OK boomer: you can’t even claim the music
Let’s settle this. War babies like the Beatles, the Stones, the Doors, the Supremes and Bob Dylan — not baby boomers — led the sixties music revolution.
When a friend posted on Facebook recently that it was easy to put down the baby boomers, but what a time they created with the culture, the rebellion and the music of the 1960s, I posted back that the boomers could take no credit for the sixties. All their cultural leaders were war babies.
A little social media debate flared for half a day. It got me thinking about that seemingly forgotten cohort of people born during the war. I see them now when I visit my mother in her nursing home where it seems so wrong to hear groovy music filling the air. So, with John Lennon’s 80th birthday looming in October, I took a deeper dive. It turned out that my strongly stated Facebook opinion was remarkably true.
The baby boom is characterised as the period when the soldiers returned from World War II and started procreating.
The huge number of children they produced from 1946 to 1960 grew up in a period of growing prosperity and astonishing flux as hair, human rights and guitar solos grew long, while skirts and virginity got shorter. I already knew that the Beatles, the Stones, the Doors, the Supremes and Bob Dylan were all war babies. But when did the first boomers actually start to influence things? It was nigh on impossible to find a 60s musician of any import who was not a war baby. Rare exceptions were Herman’s Hermits and teenagers Lesley Gore, Liza Minnelli and Sandie Shaw. But few would nominate them as having had much influence. After that, the best I could do was the Who’s drummer, Keith Moon, (1946) who joined the band of war babies in time to play on their seminal 1965 song, My Generation.
Moon probably had more of an influence on the rock ’n’ roll lifestyle than the music before his rock ’n’ roll death — an overdose of prescription pills — in 1978. It seemed that so many war babies became famous as “teenagers” — a newly minted name for them — that by the time the boomers hit their late teens and early 20s, there was no room at the top. They were like the current millennials trying to crack the real estate market. Even those adorable processed-cheese merchants the Monkees were born during the war. A notable exception to all this was the less crowded arena of Australia where Normie Rowe, Billy Thorpe, the Easybeats and Bee Gees, all boomers, found space to grow.

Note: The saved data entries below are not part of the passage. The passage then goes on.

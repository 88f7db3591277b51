//!
//! src/catalog.rs  Andrew Belles  Oct 19th, 2026
//!
//! Turns an artist name into the flat list of enriched tracks across
//! every album credited to the first matching artist. Requests are
//! issued strictly one after another: search, albums, tracks per
//! album, then one detail lookup per track
//!

use async_trait::async_trait;
use tracing::{debug, info};

use crate::errors::StatsError;
use crate::types::{ArtistRef, SpotifyAlbumId, SpotifyArtistId, SpotifyTrackId, Track};

/// Remote capabilities the catalog client is built on
#[async_trait]
pub trait CatalogSource: Send + Sync {
    /// Best textual match for query, None when the search is empty
    async fn search_artist(&self, query: &str) -> Result<Option<ArtistRef>, StatsError>;

    /// One page of albums credited to artist
    async fn artist_albums(&self, artist: &SpotifyArtistId) ->
        Result<Vec<SpotifyAlbumId>, StatsError>;

    /// One page of tracks on album
    async fn album_tracks(&self, album: &SpotifyAlbumId) ->
        Result<Vec<SpotifyTrackId>, StatsError>;

    async fn track_detail(&self, track: &SpotifyTrackId) -> Result<Track, StatsError>;
}

pub struct CatalogClient<S> {
    source: S
}

impl<S: CatalogSource> CatalogClient<S> {
    pub fn new(source: S) -> Self {
        Self { source }
    }

    pub async fn resolve_artist(&self, artist_name: &str) -> Result<ArtistRef, StatsError> {
        let artist = self.source.search_artist(artist_name).await?
            .ok_or_else(|| StatsError::NotFound(
                format!("no artist matches {artist_name:?}")
            ))?;
        info!(query = artist_name, artist = %artist.name, id = %artist.id.0, "catalog.resolved");
        Ok(artist)
    }

    /// Every track on every album of the first artist matching artist_name,
    /// in fetch order
    pub async fn fetch_all_tracks(&self, artist_name: &str) -> Result<Vec<Track>, StatsError> {
        let artist = self.resolve_artist(artist_name).await?;

        let albums = self.source.artist_albums(&artist.id).await?;
        debug!(albums = albums.len(), "catalog.albums");

        let mut track_ids = Vec::new();
        for album in &albums {
            let ids = self.source.album_tracks(album).await?;
            debug!(album = %album.0, tracks = ids.len(), "catalog.album.tracks");
            track_ids.extend(ids);
        }

        let mut tracks = Vec::with_capacity(track_ids.len());
        for id in &track_ids {
            tracks.push(self.source.track_detail(id).await?);
        }

        info!(
            artist = %artist.name,
            albums = albums.len(),
            tracks = tracks.len(),
            "catalog.fetched"
        );
        Ok(tracks)
    }
}

#[cfg(test)]
pub(crate) mod tests {
    use super::*;
    use std::collections::HashMap;
    use std::sync::Mutex;

    /// In-memory catalog that records every call made against it
    #[derive(Default)]
    pub(crate) struct FakeSource {
        pub artist: Option<ArtistRef>,
        pub albums: Vec<SpotifyAlbumId>,
        pub album_tracks: HashMap<SpotifyAlbumId, Vec<SpotifyTrackId>>,
        pub details: HashMap<SpotifyTrackId, Track>,
        pub fail_on_track: Option<SpotifyTrackId>,
        pub calls: Mutex<Vec<String>>
    }

    impl FakeSource {
        fn log(&self, call: String) {
            self.calls.lock().unwrap().push(call);
        }

        pub(crate) fn calls(&self) -> Vec<String> {
            self.calls.lock().unwrap().clone()
        }

        /// Artist "Band" with two albums: a1 = [t1, t2], a2 = [t3]
        pub(crate) fn band() -> Self {
            let mut source = FakeSource {
                artist: Some(ArtistRef {
                    id: SpotifyArtistId("art".into()),
                    name: "Band".into()
                }),
                albums: vec![SpotifyAlbumId("a1".into()), SpotifyAlbumId("a2".into())],
                ..Default::default()
            };
            source.album_tracks.insert(
                SpotifyAlbumId("a1".into()),
                vec![SpotifyTrackId("t1".into()), SpotifyTrackId("t2".into())]
            );
            source.album_tracks.insert(
                SpotifyAlbumId("a2".into()),
                vec![SpotifyTrackId("t3".into())]
            );
            for (id, name, popularity, album) in [
                ("t1", "Opener", 40, "First"),
                ("t2", "Closer", 70, "First"),
                ("t3", "Single", 55, "Second"),
            ] {
                source.details.insert(
                    SpotifyTrackId(id.into()),
                    Track::new(name, vec!["Band".into()], popularity, album)
                );
            }
            source
        }
    }

    #[async_trait]
    impl CatalogSource for FakeSource {
        async fn search_artist(&self, query: &str) -> Result<Option<ArtistRef>, StatsError> {
            self.log(format!("search:{query}"));
            Ok(self.artist.clone())
        }

        async fn artist_albums(&self, artist: &SpotifyArtistId) ->
            Result<Vec<SpotifyAlbumId>, StatsError> {
            self.log(format!("albums:{}", artist.0));
            Ok(self.albums.clone())
        }

        async fn album_tracks(&self, album: &SpotifyAlbumId) ->
            Result<Vec<SpotifyTrackId>, StatsError> {
            self.log(format!("tracks:{}", album.0));
            Ok(self.album_tracks.get(album).cloned().unwrap_or_default())
        }

        async fn track_detail(&self, track: &SpotifyTrackId) -> Result<Track, StatsError> {
            self.log(format!("track:{}", track.0));
            if self.fail_on_track.as_ref() == Some(track) {
                return Err(StatsError::RemoteUnavailable("status 503".into()));
            }
            self.details.get(track).cloned()
                .ok_or_else(|| StatsError::RemoteUnavailable(format!("status 404 for {}", track.0)))
        }
    }

    #[tokio::test]
    async fn fetches_every_track_of_every_album_in_order() {
        let client = CatalogClient::new(FakeSource::band());
        let tracks = client.fetch_all_tracks("band").await.unwrap();

        let names: Vec<_> = tracks.iter().map(|t| t.name.as_str()).collect();
        assert_eq!(names, vec!["Opener", "Closer", "Single"]);
        assert_eq!(tracks[2].album, "Second");
        assert_eq!(tracks[1].popularity, 70);
    }

    #[tokio::test]
    async fn requests_are_issued_in_a_fixed_sequence() {
        let client = CatalogClient::new(FakeSource::band());
        client.fetch_all_tracks("band").await.unwrap();

        assert_eq!(client.source.calls(), vec![
            "search:band",
            "albums:art",
            "tracks:a1",
            "tracks:a2",
            "track:t1",
            "track:t2",
            "track:t3",
        ]);
    }

    #[tokio::test]
    async fn empty_search_is_not_found() {
        let client = CatalogClient::new(FakeSource::default());
        let err = client.fetch_all_tracks("Nobody At All").await.unwrap_err();

        assert!(matches!(err, StatsError::NotFound(ref m) if m.contains("Nobody At All")));
        assert_eq!(client.source.calls(), vec!["search:Nobody At All"]);
    }

    #[tokio::test]
    async fn artist_without_albums_yields_empty_catalog() {
        let source = FakeSource { albums: vec![], ..FakeSource::band() };
        let client = CatalogClient::new(source);
        let tracks = client.fetch_all_tracks("band").await.unwrap();
        assert!(tracks.is_empty());
    }

    #[tokio::test]
    async fn remote_failure_aborts_without_partial_result() {
        let source = FakeSource {
            fail_on_track: Some(SpotifyTrackId("t2".into())),
            ..FakeSource::band()
        };
        let client = CatalogClient::new(source);
        let err = client.fetch_all_tracks("band").await.unwrap_err();

        assert!(err.is_remote());
        // no request after the failing one
        assert_eq!(client.source.calls().last().map(String::as_str), Some("track:t2"));
    }
}
//!
//! src/logging.rs  Andrew Belles  Oct 19th, 2026
//!
//! Initializes logger. Events go to stderr so that stdout
//! only ever carries the prompt and the report
//!
//!

use tracing_subscriber::{EnvFilter, fmt, prelude::*};
use tracing_error::ErrorLayer;
use tracing_appender::non_blocking;

use crate::config::{LogFormat, LoggingConfig};
use crate::errors::StatsError;

/// Keeps the background writer alive; dropping it flushes pending events
pub struct LoggingGuard(#[allow(dead_code)] tracing_appender::non_blocking::WorkerGuard);

fn env_filter(cfg: &LoggingConfig) -> Result<EnvFilter, StatsError> {
    let directives = std::env::var("RUST_LOG")
        .ok()
        .filter(|v| !v.trim().is_empty())
        .unwrap_or_else(|| cfg.filter_directives.clone());

    EnvFilter::try_new(&directives)
        .map_err(|e| StatsError::Config(format!("invalid log filter {directives:?}: {e}")))
}

pub fn init_logging(cfg: &LoggingConfig) -> Result<LoggingGuard, StatsError> {
    let (writer, guard) = non_blocking(std::io::stderr());
    let filter = env_filter(cfg)?;
    let time = fmt::time::UtcTime::rfc_3339();

    let registry = tracing_subscriber::registry()
        .with(filter)
        .with(ErrorLayer::default());

    let installed = match cfg.format {
        LogFormat::Json => {
            let layer = fmt::layer()
                .with_writer(writer)
                .with_timer(time)
                .with_target(cfg.include_target)
                .with_file(cfg.include_file_line)
                .with_line_number(cfg.include_file_line)
                .json()
                .flatten_event(true)
                .with_current_span(true)
                .with_span_list(true);
            registry.with(layer).try_init()
        },
        LogFormat::Pretty => {
            let layer = fmt::layer()
                .with_writer(writer)
                .with_timer(time)
                .with_ansi(cfg.with_ansi)
                .with_target(cfg.include_target)
                .with_file(cfg.include_file_line)
                .with_line_number(cfg.include_file_line)
                .compact();
            registry.with(layer).try_init()
        }
    };

    installed.map_err(|e| StatsError::Config(format!("install subscriber: {e}")))?;
    Ok( LoggingGuard(guard) )
}
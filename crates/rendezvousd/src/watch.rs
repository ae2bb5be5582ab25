//! Removal watching for the discovery file.
//!
//! The watcher observes the parent directory rather than the file itself:
//! the owning process keeps the file open for locking, and some platforms
//! only report deletion of an open file once its last handle closes.

use std::any::Any;
use std::fmt;
use std::fs;
use std::path::{Path, PathBuf};
use std::sync::{Arc, Mutex, PoisonError};

use notify::event::ModifyKind;
use notify::{
    Config as NotifyConfig, Event, EventKind, RecommendedWatcher, RecursiveMode, Watcher,
};
use thiserror::Error;
use tracing::{debug, warn};

const WATCH_TARGET: &str = concat!(env!("CARGO_PKG_NAME"), "::watch");

/// Callback fired at most once when the watched path disappears.
pub type RemovalCallback = Box<dyn FnOnce() + Send + 'static>;

/// Errors raised when a removal watch cannot be installed.
#[derive(Debug, Error)]
pub enum WatchError {
    /// The platform watcher could not observe the path.
    #[error("cannot watch '{path}' for removal: {source}")]
    Unavailable {
        /// Path that was to be watched.
        path: PathBuf,
        /// Underlying watcher error.
        #[source]
        source: notify::Error,
    },
}

/// Live registration; dropping it stops delivery.
pub struct Subscription {
    _guard: Option<Box<dyn Any + Send>>,
}

impl Subscription {
    /// Wraps a value whose drop ends the registration.
    #[must_use]
    pub fn new(guard: impl Any + Send) -> Self {
        Self {
            _guard: Some(Box::new(guard)),
        }
    }

    /// Registration with nothing to release.
    #[must_use]
    pub const fn none() -> Self {
        Self { _guard: None }
    }
}

impl fmt::Debug for Subscription {
    fn fmt(&self, formatter: &mut fmt::Formatter<'_>) -> fmt::Result {
        formatter
            .debug_struct("Subscription")
            .field("active", &self._guard.is_some())
            .finish()
    }
}

/// Signals deletion of a filesystem path.
pub trait RemovalWatcher: Send + Sync {
    /// Calls `on_removed` once `path` is deleted or renamed away.
    fn watch(&self, path: &Path, on_removed: RemovalCallback) -> Result<Subscription, WatchError>;
}

/// Watcher backed by the platform notification API through `notify`.
#[derive(Debug, Default, Clone, Copy)]
pub struct NotifyRemovalWatcher;

impl RemovalWatcher for NotifyRemovalWatcher {
    fn watch(&self, path: &Path, on_removed: RemovalCallback) -> Result<Subscription, WatchError> {
        let unavailable = |source| WatchError::Unavailable {
            path: path.to_path_buf(),
            source,
        };
        let name = path
            .file_name()
            .ok_or_else(|| unavailable(notify::Error::generic("path has no file name")))?;
        let parent = match path.parent() {
            Some(dir) if !dir.as_os_str().is_empty() => dir,
            _ => Path::new("."),
        };
        let directory =
            fs::canonicalize(parent).map_err(|error| unavailable(notify::Error::io(error)))?;
        let target = directory.join(name);

        let callback = Arc::new(Mutex::new(Some(on_removed)));
        let handler_target = target.clone();
        let handler_directory = directory.clone();
        let mut watcher = RecommendedWatcher::new(
            move |result: Result<Event, notify::Error>| match result {
                Ok(event) => {
                    if signals_removal(&event, &handler_target, &handler_directory) {
                        fire(&callback, &handler_target);
                    }
                }
                Err(error) => warn!(
                    target: WATCH_TARGET,
                    file = %handler_target.display(),
                    error = %error,
                    "removal watcher error"
                ),
            },
            NotifyConfig::default(),
        )
        .map_err(unavailable)?;
        watcher
            .watch(&directory, RecursiveMode::NonRecursive)
            .map_err(unavailable)?;
        debug!(
            target: WATCH_TARGET,
            file = %target.display(),
            "watching discovery file for removal"
        );
        Ok(Subscription::new(watcher))
    }
}

fn signals_removal(event: &Event, target: &Path, directory: &Path) -> bool {
    let relevant = event
        .paths
        .iter()
        .any(|changed| changed == target || changed == directory);
    let removing = matches!(
        event.kind,
        EventKind::Remove(_) | EventKind::Modify(ModifyKind::Name(_))
    );
    relevant && removing && !target.exists()
}

fn fire(callback: &Mutex<Option<RemovalCallback>>, target: &Path) {
    let pending = callback
        .lock()
        .unwrap_or_else(PoisonError::into_inner)
        .take();
    if let Some(on_removed) = pending {
        debug!(
            target: WATCH_TARGET,
            file = %target.display(),
            "discovery file removed"
        );
        on_removed();
    }
}

#[cfg(test)]
mod tests {
    use super::*;
    use std::sync::mpsc;
    use std::time::Duration;

    use rstest::{fixture, rstest};
    use tempfile::TempDir;

    struct Watched {
        _dir: TempDir,
        path: PathBuf,
        fired: mpsc::Receiver<()>,
        _subscription: Subscription,
    }

    #[fixture]
    fn watched() -> Watched {
        let dir = TempDir::new().expect("temp dir");
        let path = dir.path().join("server.url");
        fs::write(&path, "tcp://127.0.0.1:1").expect("seed file");
        let (sender, fired) = mpsc::channel();
        let subscription = NotifyRemovalWatcher
            .watch(
                &path,
                Box::new(move || {
                    let _ = sender.send(());
                }),
            )
            .expect("install watcher");
        Watched {
            _dir: dir,
            path,
            fired,
            _subscription: subscription,
        }
    }

    #[rstest]
    fn deleting_the_file_fires_once(watched: Watched) {
        fs::remove_file(&watched.path).expect("remove file");
        watched
            .fired
            .recv_timeout(Duration::from_secs(5))
            .expect("removal should be reported");
        assert!(watched.fired.recv_timeout(Duration::from_millis(200)).is_err());
    }

    #[rstest]
    fn sibling_changes_are_ignored(watched: Watched) {
        let sibling = watched.path.with_file_name("other.url");
        fs::write(&sibling, "x").expect("write sibling");
        fs::remove_file(&sibling).expect("remove sibling");
        fs::write(&watched.path, "tcp://127.0.0.1:2").expect("rewrite watched file");
        assert!(watched.fired.recv_timeout(Duration::from_millis(300)).is_err());
    }

    #[test]
    fn missing_directory_is_unavailable() {
        let dir = TempDir::new().expect("temp dir");
        let path = dir.path().join("absent").join("server.url");
        let result = NotifyRemovalWatcher.watch(&path, Box::new(|| {}));
        assert!(matches!(result, Err(WatchError::Unavailable { .. })));
    }
}
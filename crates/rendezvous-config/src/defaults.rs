//! Default values shared by the configuration loader and the binaries.

use crate::logging::LogFormat;

/// Interface the server binds to unless overridden.
pub const DEFAULT_HOST: &str = "127.0.0.1";

/// Inactivity timeout applied when none is configured.
pub const DEFAULT_INACTIVITY_TIMEOUT_SECS: u64 = 60;

/// Lock acquisition deadline applied when none is configured.
pub const DEFAULT_LOCK_TIMEOUT_SECS: u64 = 30;

/// Default log filter expression used by the binaries.
pub const DEFAULT_LOG_FILTER: &str = "info";

/// Owned bind host used where allocation is required (e.g. serde).
#[must_use]
pub fn default_host() -> String {
    DEFAULT_HOST.to_owned()
}

/// Default inactivity timeout in seconds.
#[must_use]
pub const fn default_inactivity_timeout_secs() -> u64 {
    DEFAULT_INACTIVITY_TIMEOUT_SECS
}

/// Default lock acquisition deadline in seconds.
#[must_use]
pub const fn default_lock_timeout_secs() -> u64 {
    DEFAULT_LOCK_TIMEOUT_SECS
}

/// Owned log filter value used where allocation is required (e.g. serde).
#[must_use]
pub fn default_log_filter() -> String {
    DEFAULT_LOG_FILTER.to_owned()
}

/// Default logging format for the binaries.
#[must_use]
pub fn default_log_format() -> LogFormat {
    LogFormat::Json
}
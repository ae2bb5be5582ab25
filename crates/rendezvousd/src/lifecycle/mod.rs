//! Race-safe find-or-start protocol for the shared server.
//!
//! Every process needing the server runs the same [`Orchestrator`]. The
//! first one to win the exclusive lock starts a server and publishes its
//! endpoint; all others find that endpoint and use it.
//!
//! The protocol is a double-checked lock over the discovery file:
//!
//! 1. Take the shared lock and read the record.
//! 2. If the record names an endpoint that answers the probe, return it.
//! 3. Upgrade to the exclusive lock.
//! 4. Read and probe again, since another process may have published while
//!    this one waited. Return the endpoint if it answers now.
//! 5. Start a server. On failure nothing is written.
//! 6. Publish the endpoint. On failure the fresh server is stopped again so
//!    it cannot linger unreachable.
//! 7. Release the lock.
//! 8. Install the interrupt hook and removal watcher, best effort.
//!
//! [`OwnedServer::wait`] then blocks until shutdown and removes the record
//! when it still names this server.

mod errors;
mod reporter;

use std::path::{Path, PathBuf};
use std::time::Duration;

use rendezvous_config::{Endpoint, ServerConfig};
use tracing::warn;

use crate::discovery::{self, DiscoveryRecord, Removal};
use crate::lock::{AdvisoryLock, LockContext, LockError};
use crate::probe::{LivenessProbe, SocketProbe};
use crate::process::{InterruptHook, SignalInterruptHook};
use crate::server::{
    BackgroundServer, ServerLauncher, ShutdownCause, ShutdownTrigger, SystemLauncher,
};
use crate::watch::{NotifyRemovalWatcher, RemovalWatcher, Subscription};

pub use self::errors::LifecycleError;
pub use self::reporter::{LifecycleReporter, StructuredLifecycleReporter};

pub(crate) const LIFECYCLE_TARGET: &str = concat!(env!("CARGO_PKG_NAME"), "::lifecycle");

/// Deadline for removing the record once the server has stopped.
const CLEANUP_TIMEOUT: Duration = Duration::from_secs(10);

/// Result of [`Orchestrator::acquire`].
#[derive(Debug)]
pub enum Acquisition {
    /// A live server is already published at this endpoint.
    Existing(String),
    /// This process owns the server.
    Owned(OwnedServer),
}

/// Result of [`Orchestrator::run`].
#[derive(Debug, Clone, PartialEq, Eq)]
pub enum RunOutcome {
    /// This process served until a shutdown cause fired.
    Served {
        /// Endpoint the server listened on.
        endpoint: String,
        /// Cause that stopped it.
        cause: ShutdownCause,
    },
    /// Another process already serves the discovery file.
    AlreadyRunning {
        /// Endpoint of the running server.
        endpoint: String,
    },
}

/// How an owned server ended.
#[derive(Debug, Clone, PartialEq, Eq)]
pub struct ShutdownReport {
    /// Cause that stopped the server.
    pub cause: ShutdownCause,
    /// Fate of the discovery file; `None` in foreground mode.
    pub removal: Option<Removal>,
}

impl ShutdownReport {
    /// Whether this process deleted the discovery file itself.
    #[must_use]
    pub fn removed_by_owner(&self) -> bool {
        matches!(self.removal, Some(Removal::Removed))
    }
}

/// A server started and published by this process.
#[derive(Debug)]
pub struct OwnedServer {
    server: BackgroundServer,
    discovery: Option<PathBuf>,
    subscriptions: Vec<Subscription>,
}

impl OwnedServer {
    /// Endpoint of the owned server.
    #[must_use]
    pub fn endpoint(&self) -> &Endpoint {
        self.server.endpoint()
    }

    /// Discovery file the endpoint was published to.
    #[must_use]
    pub fn discovery_path(&self) -> Option<&Path> {
        self.discovery.as_deref()
    }

    /// Underlying server handle.
    #[must_use]
    pub const fn server(&self) -> &BackgroundServer {
        &self.server
    }

    /// Requests shutdown. Repeated calls are no-ops.
    pub fn shutdown(&self) {
        self.server.shutdown();
    }

    /// Sender for wiring further shutdown sources.
    #[must_use]
    pub fn trigger(&self) -> ShutdownTrigger {
        self.server.trigger()
    }

    /// Blocks until the server stops, then deletes the discovery file if it
    /// still names this server.
    pub fn wait(self) -> Result<ShutdownReport, LifecycleError> {
        let Self {
            server,
            discovery,
            subscriptions,
        } = self;
        let cause = server.wait_for_shutdown();
        drop(subscriptions);
        let Some(path) = discovery else {
            return Ok(ShutdownReport {
                cause,
                removal: None,
            });
        };
        let endpoint = server.endpoint().to_string();
        let removal = discovery::remove_if_owned(
            &path,
            &endpoint,
            &LockContext::with_timeout(CLEANUP_TIMEOUT),
        )
        .map_err(|source| LifecycleError::Cleanup {
            path: path.clone(),
            source,
        })?;
        Ok(ShutdownReport {
            cause,
            removal: Some(removal),
        })
    }
}

/// Runs the find-or-start protocol with injected collaborators.
#[derive(Debug, Clone)]
pub struct Orchestrator<L, P, W, I, R> {
    launcher: L,
    probe: P,
    watcher: W,
    interrupts: I,
    reporter: R,
}

/// Orchestrator wired to the production collaborators.
pub type SystemOrchestrator = Orchestrator<
    SystemLauncher,
    SocketProbe,
    NotifyRemovalWatcher,
    SignalInterruptHook,
    StructuredLifecycleReporter,
>;

impl SystemOrchestrator {
    /// Builds an orchestrator using TCP servers and probes, `notify`
    /// removal watching and process signals.
    #[must_use]
    pub fn system() -> Self {
        Self::new(
            SystemLauncher::default(),
            SocketProbe::default(),
            NotifyRemovalWatcher,
            SignalInterruptHook,
            StructuredLifecycleReporter,
        )
    }
}

impl<L, P, W, I, R> Orchestrator<L, P, W, I, R>
where
    L: ServerLauncher,
    P: LivenessProbe,
    W: RemovalWatcher,
    I: InterruptHook,
    R: LifecycleReporter,
{
    /// Builds an orchestrator from its collaborators.
    pub const fn new(launcher: L, probe: P, watcher: W, interrupts: I, reporter: R) -> Self {
        Self {
            launcher,
            probe,
            watcher,
            interrupts,
            reporter,
        }
    }

    /// Finds the published server or becomes its owner.
    ///
    /// An absent or empty `discovery` path starts a server without any
    /// locking or publication.
    pub fn acquire(
        &self,
        discovery: Option<&Path>,
        config: &ServerConfig,
        context: &LockContext,
    ) -> Result<Acquisition, LifecycleError> {
        match discovery.filter(|path| !path.as_os_str().is_empty()) {
            Some(path) => self.find_or_start(path, config, context),
            None => self.start_foreground(config).map(Acquisition::Owned),
        }
    }

    /// Acquires the server and, when owned, serves until shutdown.
    pub fn run(
        &self,
        discovery: Option<&Path>,
        config: &ServerConfig,
        context: &LockContext,
    ) -> Result<RunOutcome, LifecycleError> {
        match self.acquire(discovery, config, context)? {
            Acquisition::Existing(endpoint) => Ok(RunOutcome::AlreadyRunning { endpoint }),
            Acquisition::Owned(owned) => {
                let endpoint = owned.endpoint().to_string();
                let report = owned.wait()?;
                self.reporter
                    .shutdown_completed(&endpoint, report.cause, report.removal.as_ref());
                Ok(RunOutcome::Served {
                    endpoint,
                    cause: report.cause,
                })
            }
        }
    }

    fn find_or_start(
        &self,
        path: &Path,
        config: &ServerConfig,
        context: &LockContext,
    ) -> Result<Acquisition, LifecycleError> {
        let mut lock =
            AdvisoryLock::open(path).map_err(|source| LifecycleError::AcquireRead { source })?;
        lock.acquire_shared(context)
            .map_err(|source| LifecycleError::AcquireRead { source })?;
        if let Some(endpoint) = self.live_endpoint(&mut lock)? {
            lock.release();
            self.reporter.existing_server(path, &endpoint, false);
            return Ok(Acquisition::Existing(endpoint));
        }

        lock.acquire_exclusive(context)
            .map_err(|source| LifecycleError::UpgradeExclusive { source })?;
        if let Some(endpoint) = self.live_endpoint(&mut lock)? {
            lock.release();
            self.reporter.existing_server(path, &endpoint, true);
            return Ok(Acquisition::Existing(endpoint));
        }

        let server = self
            .launcher
            .start(config)
            .map_err(|source| LifecycleError::Start { source })?;
        let endpoint = server.endpoint().to_string();
        if let Err(source) =
            discovery::publish_record(&mut lock, &DiscoveryRecord::published(endpoint.as_str()))
        {
            self.reporter.compensating_shutdown(&endpoint, &source);
            server.shutdown();
            server.wait_for_shutdown();
            return Err(LifecycleError::Publish {
                path: path.to_path_buf(),
                source,
            });
        }
        lock.release();
        drop(lock);
        self.reporter.server_published(path, &endpoint);

        let subscriptions = self.install_watchers(path, &server);
        Ok(Acquisition::Owned(OwnedServer {
            server,
            discovery: Some(path.to_path_buf()),
            subscriptions,
        }))
    }

    fn start_foreground(&self, config: &ServerConfig) -> Result<OwnedServer, LifecycleError> {
        let server = self
            .launcher
            .start(config)
            .map_err(|source| LifecycleError::Start { source })?;
        self.reporter
            .foreground_started(&server.endpoint().to_string());
        let trigger = server.trigger();
        let subscriptions = match self.interrupts.install(Box::new(move || {
            trigger.trigger(ShutdownCause::ProcessInterrupt);
        })) {
            Ok(subscription) => vec![subscription],
            Err(error) => {
                self.reporter.interrupt_unavailable(&error);
                Vec::new()
            }
        };
        Ok(OwnedServer {
            server,
            discovery: None,
            subscriptions,
        })
    }

    /// Reads the record under the held lock and returns its endpoint when it
    /// answers the probe. Read failures count as an empty record unless the
    /// lock itself is at fault.
    fn live_endpoint(&self, lock: &mut AdvisoryLock) -> Result<Option<String>, LifecycleError> {
        let record = match discovery::read_record(lock) {
            Ok(record) => record,
            Err(error @ LockError::Io { .. }) => {
                self.reporter.record_unreadable(lock.path(), &error);
                DiscoveryRecord::empty()
            }
            Err(source) => return Err(LifecycleError::ReadRecord { source }),
        };
        let Some(endpoint) = record.endpoint() else {
            return Ok(None);
        };
        if self.probe.probe(endpoint) {
            Ok(Some(endpoint.to_owned()))
        } else {
            self.reporter.stale_record(lock.path(), endpoint);
            Ok(None)
        }
    }

    fn install_watchers(&self, path: &Path, server: &BackgroundServer) -> Vec<Subscription> {
        let mut subscriptions = Vec::with_capacity(2);

        let interrupt_trigger = server.trigger();
        let interrupt_path = path.to_path_buf();
        let interrupt_endpoint = server.endpoint().to_string();
        match self.interrupts.install(Box::new(move || {
            interrupt_trigger.trigger(ShutdownCause::ProcessInterrupt);
            remove_after_interrupt(&interrupt_path, &interrupt_endpoint);
        })) {
            Ok(subscription) => subscriptions.push(subscription),
            Err(error) => self.reporter.interrupt_unavailable(&error),
        }

        let removal_trigger = server.trigger();
        match self.watcher.watch(
            path,
            Box::new(move || removal_trigger.trigger(ShutdownCause::DiscoveryFileRemoved)),
        ) {
            Ok(subscription) => subscriptions.push(subscription),
            Err(error) => self.reporter.watch_unavailable(path, &error),
        }
        subscriptions
    }
}

fn remove_after_interrupt(path: &Path, endpoint: &str) {
    let context = LockContext::with_timeout(CLEANUP_TIMEOUT);
    if let Err(error) = discovery::remove_if_owned(path, endpoint, &context) {
        warn!(
            target: LIFECYCLE_TARGET,
            file = %path.display(),
            error = %error,
            "failed to remove discovery file after interrupt"
        );
    }
}

/// Returns the published endpoint when it answers, without ever starting a
/// server. A missing discovery file is not created.
pub fn lookup<P>(
    path: &Path,
    probe: &P,
    context: &LockContext,
) -> Result<Option<String>, LifecycleError>
where
    P: LivenessProbe + ?Sized,
{
    let Some(mut lock) = AdvisoryLock::open_existing(path)
        .map_err(|source| LifecycleError::AcquireRead { source })?
    else {
        return Ok(None);
    };
    match lock.acquire_shared(context) {
        Ok(()) => {}
        Err(LockError::Vanished { .. }) => return Ok(None),
        Err(source) => return Err(LifecycleError::AcquireRead { source }),
    }
    let record = discovery::read_record(&mut lock)
        .map_err(|source| LifecycleError::ReadRecord { source })?;
    Ok(record
        .endpoint()
        .filter(|endpoint| probe.probe(endpoint))
        .map(str::to_owned))
}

On the world stage, however, you have to wait until 1969, when the oldest boomers are already 23, for things to start to change. In January that year, Led Zeppelin released its debut album, helping to invent heavy metal. The creative powerhouse behind it was war-baby Jimmy Page (1944), but he’d pulled together a band of boomers — Robert Plant (1948), John Paul Jones (1946) and John Bonham (1948) to create their own magic.
I’d argue that when David Bowie (1947) released Space Oddity in July 1969 he became the first boomer to single-handedly have an influence on the course of pop music. Ten days after its release, Neil Armstrong and Buzz Aldrin landed on the moon. They were both Depression-era babies, but the NASA team that got them there had an average age of 27 (so born in 1942). The rocket scientists were the same age as Hendrix, McCartney and Isaac Hayes.
A month later, Iggy Pop (1947) and his band the Stooges practically invented punk with their first album that included songs like No Fun and I Wanna Be Your Dog.
When James Brown, a child of the Depression, was inventing funk in the late 60s, his legendary band members such as Maceo Parker and Fred Wesley were war babies. There was, meanwhile, a slick new sound emerging on the black and Latino dance floors of the US.
It took until 1974, however, for boomer Gloria Gaynor, (1949) to smash through with the world’s first fully fledged disco hit, I Never Can Say Goodbye. The Bee Gees piled on with Jive Talkin’ the following year and entered the period when they inarguably did influence the course of music.
The 1976 article by Nik Cohn in New York magazine that inspired the movie Saturday Night Fever made the point that the fads of the 60s had passed the younger generation by. “They know nothing of flower power or meditation, pansexuality, or mind expansion … No hip jargon either, and no Pepsi revolutions. In many cases, they genuinely can’t remember who Bob Dylan was, let alone Ken Kesey or Timothy Leary. Haight Ashbury, Woodstock, Altamont — all of them draw a blank.”
The boomers were coming into their own by throwing off the 60s, by putting on vests and slicking back their hair and sometimes even touching the person they danced with. By this time, the Ramones (all boomers) and the New York Dolls (ditto) were off and running, influencing London rag trader Malcolm McLaren (1946) to form the Sex Pistols in 1975. And by the time my generation, Gen X, was coming into its own, it was the boomers who were leading the way creating New Wave plus all that naff 80s stuff. We can also “thank” the boomers for REO Speedwagon, Air Supply and Hall and Oates. But I love most of the music the boomers invented: glam, disco, punk, heavy metal, new wave. It is the music I hope they play for me in my old age.
Just don’t get into an argument with me about who created the 80s because this grumpy old man will probably lurch out of his wheelchair and go you with his walker.